This is a review of “Prince of Fools” by Mark Lawrence.
Jalan Kendeth is happy being a cad and a coward and tenth in line for the throne. He doesn’t want to get involved in his grandmother’s plans and especially not the plans of the Silent Sister. But unfortunately that is exactly what happens, bringing a big, dangerous viking warrior along with it. Along their journey and their adventures Jal slowly glimpses the truth behind everything: it’s all a chessboard and the Red Queen and the Dead King move the pieces.
A rich world full of history and people. It is full of lands and countries only slightly marred by Jal’s first person view of things.

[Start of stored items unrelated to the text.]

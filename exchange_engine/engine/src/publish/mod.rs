//! Encrypt, store, register: turns plaintext into a published data id.

use std::sync::Arc;

use serde_json::Value;
use tracing::{info, instrument};
use uuid::Uuid;

use crate::audit::{AuditEventType, AuditRecord, AuditTracker};
use crate::committee::{AccessPolicy, select_committee};
use crate::config::ExchangeConfig;
use crate::crypto::ThresholdScheme;
use crate::error::{ExchangeError, Result};
use crate::ledger::{DataRegistryClient, NodeRegistryClient};
use crate::payment::normalize_price;
use crate::storage::BlobStore;
use crate::types::{DataId, EncryptedDataRecord, PriceInfo};
use crate::wallet::Wallet;

/// Drives the publish flow for a data owner.
pub struct PublishOrchestrator {
    pub config: Arc<ExchangeConfig>,
    pub scheme: Arc<dyn ThresholdScheme>,
    pub storage: Arc<dyn BlobStore>,
    pub node_registry: NodeRegistryClient,
    pub data_registry: DataRegistryClient,
    pub audit: Arc<AuditTracker>,
}

impl PublishOrchestrator {
    /// Publishes `plaintext` to a freshly selected committee.
    ///
    /// Nothing is registered unless the ciphertext was stored first; a failed
    /// registration may leave an unreferenced blob behind.
    ///
    /// Failed attempts have no data id yet and are audited under a fresh
    /// `publish-<uuid>` session.
    #[instrument(skip_all, fields(bytes = plaintext.len(), publisher = %wallet.address()))]
    pub async fn publish(&self, plaintext: &[u8], data_tag: &Value, price: &PriceInfo, wallet: &Wallet) -> Result<DataId> {
        let result = self.run(plaintext, data_tag, price, wallet).await;
        if let Err(e) = &result {
            let session = format!("publish-{}", Uuid::new_v4());
            self.audit
                .log(AuditRecord::new(AuditEventType::Error, &session, e.to_string()).participant(&wallet.address()));
        }
        result
    }

    async fn run(&self, plaintext: &[u8], data_tag: &Value, price: &PriceInfo, wallet: &Wallet) -> Result<DataId> {
        if plaintext.is_empty() {
            return Err(ExchangeError::EmptyPayload);
        }
        let price = normalize_price(price, &self.config.currency_symbol)?;

        // STEP 1: Pick the committee and fix the policy
        let registered = self.node_registry.nodes().await?;
        let committee = select_committee(
            &registered,
            self.config.threshold.n,
            self.config.randomize_committee,
            &mut rand::thread_rng(),
        )?;
        let policy = AccessPolicy::from_committee(self.config.threshold.t, &committee)?;
        let public_keys: Vec<Vec<u8>> = committee.iter().map(|node| node.public_key_share.clone()).collect();

        // STEP 2: Encrypt to the committee
        let encrypted = self.scheme.encrypt(&public_keys, plaintext, &policy)?;

        // STEP 3: Store the ciphertext before anything points at it
        let storage_locator = self.storage.put(&encrypted.ciphertext, wallet).await?;

        // STEP 4: Register the record
        let record = EncryptedDataRecord {
            policy,
            nonce: encrypted.nonce,
            storage_locator,
            encrypted_key_shares: encrypted.encrypted_key_shares,
        };
        let data_id = self.data_registry.register(data_tag, &price, &record, wallet).await?;

        info!(%data_id, committee = ?record.policy.names(), "data published");
        self.audit.log(
            AuditRecord::new(
                AuditEventType::Publish,
                &data_id,
                format!("published {}-of-{} to {:?}", record.policy.threshold(), record.policy.size(), record.policy.names()),
            )
            .participant(&wallet.address()),
        );
        Ok(data_id)
    }
}
//! `DataExchange`: the entry point data owners and consumers use.

use std::sync::Arc;
use std::time::Duration;

use serde_json::Value;
use tracing::instrument;

use crate::audit::{AuditEventType, AuditRecord, AuditTracker};
use crate::compute::{Reconstructor, TaskOrchestrator, wait_for_completion};
use crate::config::ExchangeConfig;
use crate::crypto::ThresholdScheme;
use crate::error::{ExchangeError, Result};
use crate::ledger::{DataRegistryClient, NodeRegistryClient, TaskClient};
use crate::payment::PaymentChannel;
use crate::publish::PublishOrchestrator;
use crate::storage::BlobStore;
use crate::types::{DataEntry, DataId, DataStatus, KeyPair, PriceInfo, TaskId};
use crate::wallet::Wallet;

/// The external services an exchange talks to.
#[derive(Clone)]
pub struct Collaborators {
    pub scheme: Arc<dyn ThresholdScheme>,
    pub storage: Arc<dyn BlobStore>,
    pub node_registry: NodeRegistryClient,
    pub data_registry: DataRegistryClient,
    pub tasks: TaskClient,
    pub payment: Arc<dyn PaymentChannel>,
}

/// Shareable across tasks behind an `Arc`; every call keeps its own state.
pub struct DataExchange {
    config: Arc<ExchangeConfig>,
    scheme: Arc<dyn ThresholdScheme>,
    data_registry: DataRegistryClient,
    tasks: TaskClient,
    publisher: PublishOrchestrator,
    orchestrator: TaskOrchestrator,
    reconstructor: Reconstructor,
    audit: Arc<AuditTracker>,
}

impl DataExchange {
    pub fn new(config: ExchangeConfig, collaborators: Collaborators) -> Result<Self> {
        Self::with_audit(config, collaborators, Arc::new(AuditTracker::default()))
    }

    pub fn with_audit(config: ExchangeConfig, c: Collaborators, audit: Arc<AuditTracker>) -> Result<Self> {
        config.validate()?;
        let config = Arc::new(config);

        Ok(DataExchange {
            publisher: PublishOrchestrator {
                config: config.clone(),
                scheme: c.scheme.clone(),
                storage: c.storage.clone(),
                node_registry: c.node_registry,
                data_registry: c.data_registry.clone(),
                audit: audit.clone(),
            },
            orchestrator: TaskOrchestrator {
                config: config.clone(),
                data_registry: c.data_registry.clone(),
                tasks: c.tasks.clone(),
                payment: c.payment,
                audit: audit.clone(),
            },
            reconstructor: Reconstructor {
                scheme: c.scheme.clone(),
                storage: c.storage,
                data_registry: c.data_registry.clone(),
                audit: audit.clone(),
            },
            config,
            scheme: c.scheme,
            data_registry: c.data_registry,
            tasks: c.tasks,
            audit,
        })
    }

    pub fn config(&self) -> &ExchangeConfig {
        &self.config
    }

    pub fn audit(&self) -> &AuditTracker {
        &self.audit
    }

    /// Encrypts `data` to a fresh committee, stores it and registers it.
    pub async fn upload_data(&self, data: &[u8], data_tag: &Value, price: &PriceInfo, wallet: &Wallet) -> Result<DataId> {
        self.publisher.publish(data, data_tag, price, wallet).await
    }

    /// Registry entries in `status`, or in the configured default status.
    pub async fn list_data(&self, status: Option<DataStatus>) -> Result<Vec<DataEntry>> {
        self.data_registry
            .all_data(status.unwrap_or(self.config.data_status))
            .await
    }

    pub async fn get_data(&self, data_id: &str) -> Result<DataEntry> {
        self.data_registry
            .get_data_by_id(data_id)
            .await?
            .ok_or_else(|| ExchangeError::DataNotFound {
                data_id: data_id.to_string(),
            })
    }

    /// Consumer key pair the committee re-encrypts to.
    pub fn generate_key(&self) -> Result<KeyPair> {
        self.scheme.keygen()
    }

    pub async fn submit_task(&self, data_id: &str, consumer_public_key: &[u8], wallet: &Wallet) -> Result<TaskId> {
        self.orchestrator.submit_task(data_id, consumer_public_key, wallet).await
    }

    /// Per-node compute price in the currency's minimum unit.
    pub async fn get_computation_price(&self) -> Result<String> {
        self.tasks.computation_price().await
    }

    /// Waits for `task_id` (`timeout` or the configured one) and decrypts the result.
    #[instrument(skip(self, consumer_secret_key))]
    pub async fn get_result(&self, task_id: &str, consumer_secret_key: &[u8], timeout: Option<Duration>) -> Result<Vec<u8>> {
        let timeout = timeout.unwrap_or_else(|| self.config.result_timeout());
        let task = match wait_for_completion(&self.tasks, task_id, timeout, self.config.poll_interval()).await {
            Ok(task) => task,
            Err(e) => {
                self.audit.log(AuditRecord::new(AuditEventType::Error, task_id, e.to_string()));
                return Err(e);
            }
        };

        let result = self.reconstructor.reconstruct(&task, consumer_secret_key).await;
        if let Err(e) = &result {
            self.audit.log(AuditRecord::new(AuditEventType::Error, task_id, e.to_string()));
        }
        result
    }

    /// Submit then wait, in one call.
    pub async fn submit_task_and_get_result(
        &self,
        data_id: &str,
        consumer: &KeyPair,
        wallet: &Wallet,
        timeout: Option<Duration>,
    ) -> Result<Vec<u8>> {
        let task_id = self.submit_task(data_id, &consumer.public_key, wallet).await?;
        self.get_result(&task_id, &consumer.secret_key, timeout).await
    }
}
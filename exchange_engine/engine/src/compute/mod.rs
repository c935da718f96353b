//! Consumer side: pay for a task, wait for the committee, rebuild the plaintext.

pub mod orchestrator;
pub mod poller;
pub mod reconstruct;

pub use orchestrator::TaskOrchestrator;
pub use poller::wait_for_completion;
pub use reconstruct::Reconstructor;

There is high stakes adventure and traveling and fighting the undead in epic underdog fights. There is a spell that binds the two main characters together that is beyond powerful. All the hallmarks of a great adventure book.
Snorri is the total opposite of Jal, perfectly viking in every imagined way. Excellent warrior and father with a wealth of knowledge. He is almost a bit too perfect, but his personal story makes him believable. He is the most sympathetic character in the entire book so far, and he is the one who drives the story onwards. Snorri also takes Jal’s accidental heroics to be real bravery, almost naively in a way, but as of now it is unknown if this is what Snorri really thinks or if he is simply playing along in order to have Jal continue to stay by his side.
Jal is such a bastard and a coward who is predisposed to think badly of everyone and every place that isn’t welcoming him with open arms. Which is everywhere. Altogether it is a fresh view of a character considering that he does stick to this attitude all throughout the book. It comes through really clearly in the story, so much so that it is almost pushed down the reader’s throat. Just a bit too much pushing and claiming of cowardice. It is humorous but also gets a bit annoying because he does not seem to have a really big evolution arc as a character in this book, his changes are barely noticeable by the end. They are there, but barely. One can only hope for more changes in the sequel.
I haven’t read the other three books that Lawrence has written, the Broken Kingdoms series that started with “Prince of Thorns“. Therefore I was a bit disappointed that this world was so close to the real world with names and places and religion. I also think that the stint when Jal and Snorri ended up at the same castle as Jorg Ancrath from the aforementioned series of books, was far too long. It dragged out and, as far as I can see, it didn’t bear much or any importance on the rest of the plot. That seems to be normal in this book: things drag out a little bit too much, and there is a bit of confusion about the family tree with the Silent Sister, the Red Queen and a cripple of an uncle.
Generally speaking though, it is a good book with enough adventure and humour from Jal’s side to make it worth reading.
I’m pretty certain that I will read the sequel when it shows up.